[Dataset entries]
= = = =
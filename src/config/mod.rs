//! Configuration management subsystem.
//!
//! # Data Flow
//! ```text
//! config file (TOML)
//!     → loader.rs (parse & deserialize)
//!     → validation.rs (semantic checks)
//!     → NetworkConfig (validated, immutable)
//!     → handed to Network::new and the netloop binary
//! ```
//!
//! # Design Decisions
//! - Config is immutable once loaded
//! - All fields have defaults to allow minimal configs
//! - Validation separates syntactic (serde) from semantic checks

pub mod loader;
pub mod schema;
pub mod validation;

pub use schema::BufferConfig;
pub use schema::EventLoopConfig;
pub use schema::NetworkConfig;
pub use schema::ObservabilityConfig;
pub use schema::TlsConfig;
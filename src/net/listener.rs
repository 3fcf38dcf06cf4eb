//! Listening sockets.
//!
//! # Responsibilities
//! - Bind to an address and register for accept readiness
//! - Accept every pending connection on readiness (the selector is edge-triggered)
//! - Derive a server-mode engine per accepted connection
//! - Graceful handling of accept errors

use std::io;
use std::net::SocketAddr;
use std::sync::Arc;

use mio::net::TcpListener;

use crate::error::{Error, Result};
use crate::net::channel::{Channel, ChannelId, Socket};
use crate::net::crypto::Encryption;
use crate::net::interest::Ops;
use crate::net::network::Shared;
use crate::observability::metrics;

impl Shared {
    pub(crate) fn bind(
        &self,
        addr: SocketAddr,
        encryption: Option<Encryption>,
    ) -> Result<ChannelId> {
        self.selector()?;
        // Fail here rather than on the first accept.
        if let Some(factory) = &encryption {
            factory.server_engine()?;
        }

        let listener = TcpListener::bind(addr).map_err(|source| Error::Bind { addr, source })?;
        let id = ChannelId::next();
        let channel = Arc::new(Channel::listener(id, listener, encryption));
        self.channels.insert(id, channel.clone());
        if let Err(e) = self.update_ops(&channel, |_| Ops::ACCEPT) {
            self.channels.remove(&id);
            return Err(e);
        }

        let address = channel.local_addr().map(|a| a.to_string()).unwrap_or_default();
        tracing::info!(
            channel = %id,
            address = %address,
            encrypted = channel.encryption.is_some(),
            "Listener bound"
        );
        metrics::record_connection_event("bound");
        metrics::set_open_channels(self.channels.len());
        self.listeners.bound(id);
        Ok(id)
    }

    /// Accept every connection pending on `listener`.
    pub(crate) fn accept(&self, listener: &Channel) -> Result<()> {
        loop {
            let accepted = {
                let io = listener.io.lock();
                match &io.socket {
                    Some(Socket::Listener(socket)) => socket.accept(),
                    _ => return Err(Error::ChannelClosed(listener.id)),
                }
            };
            let (stream, peer) = match accepted {
                Ok(pair) => pair,
                Err(e) if e.kind() == io::ErrorKind::WouldBlock => return Ok(()),
                Err(e)
                    if matches!(
                        e.kind(),
                        io::ErrorKind::Interrupted
                            | io::ErrorKind::ConnectionAborted
                            | io::ErrorKind::ConnectionReset
                    ) =>
                {
                    tracing::debug!(channel = %listener.id, error = %e, "Transient accept error");
                    continue;
                }
                Err(e) => return Err(e.into()),
            };

            let engine = match &listener.encryption {
                Some(factory) => match factory.server_engine() {
                    Ok(engine) => Some(engine),
                    Err(e) => {
                        tracing::warn!(
                            channel = %listener.id,
                            peer = %peer,
                            error = %e,
                            "Dropping connection, no server engine"
                        );
                        continue;
                    }
                },
                None => None,
            };
            if let Err(e) = stream.set_nodelay(true) {
                tracing::debug!(peer = %peer, error = %e, "Failed to disable Nagle");
            }

            let id = ChannelId::next();
            let channel = Arc::new(Channel::stream(id, stream, engine, true));
            self.channels.insert(id, channel.clone());
            if let Err(e) = self.update_ops(&channel, |_| Ops::READ) {
                // Later connections in the backlog get no new readiness edge.
                self.channels.remove(&id);
                tracing::warn!(
                    channel = %listener.id,
                    peer = %peer,
                    error = %e,
                    "Dropping connection, registration failed"
                );
                continue;
            }

            tracing::info!(
                listener = %listener.id,
                channel = %id,
                peer = %peer,
                encrypted = channel.is_encrypted(),
                "Connection accepted"
            );
            metrics::record_connection_event("accepted");
            metrics::set_open_channels(self.channels.len());
            self.listeners.accepted(listener.id, id);
        }
    }
}

#[cfg(test)]
mod tests {
    use std::io::Read;
    use std::time::Duration;

    use super::*;
    use crate::config::NetworkConfig;

    #[test]
    fn failed_registration_keeps_draining_the_backlog() {
        // No selector is open, so registering every accepted stream fails.
        let shared = Shared::new(NetworkConfig::default());
        let socket = TcpListener::bind("127.0.0.1:0".parse().unwrap()).unwrap();
        let addr = socket.local_addr().unwrap();
        let listener = Channel::listener(ChannelId::next(), socket, None);

        let mut peers: Vec<_> = (0..3)
            .map(|_| std::net::TcpStream::connect(addr).unwrap())
            .collect();
        std::thread::sleep(Duration::from_millis(50));
        shared.accept(&listener).unwrap();
        assert!(shared.channels.is_empty());

        for peer in &mut peers {
            peer.set_read_timeout(Some(Duration::from_secs(5))).unwrap();
            let mut buf = [0u8; 1];
            assert_eq!(peer.read(&mut buf).unwrap(), 0, "connection left in the backlog");
        }
    }
}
= = = =
Using the records above, repeat exactly the lines from the first one through the line with "pub mod schema;".

filename src/config/mod.rs
//! Configuration management subsystem.
//!
//! # Data Flow
//! ```text
//! config file (TOML)
//!     → loader.rs (parse & deserialize)
//!     → validation.rs (semantic checks)
//!     → NetworkConfig (validated, immutable)
//!     → handed to Network::new and the netloop binary
//! ```
//!
//! # Design Decisions
//! - Config is immutable once loaded
//! - All fields have defaults to allow minimal configs
//! - Validation separates syntactic (serde) from semantic checks

pub mod loader;
pub mod schema;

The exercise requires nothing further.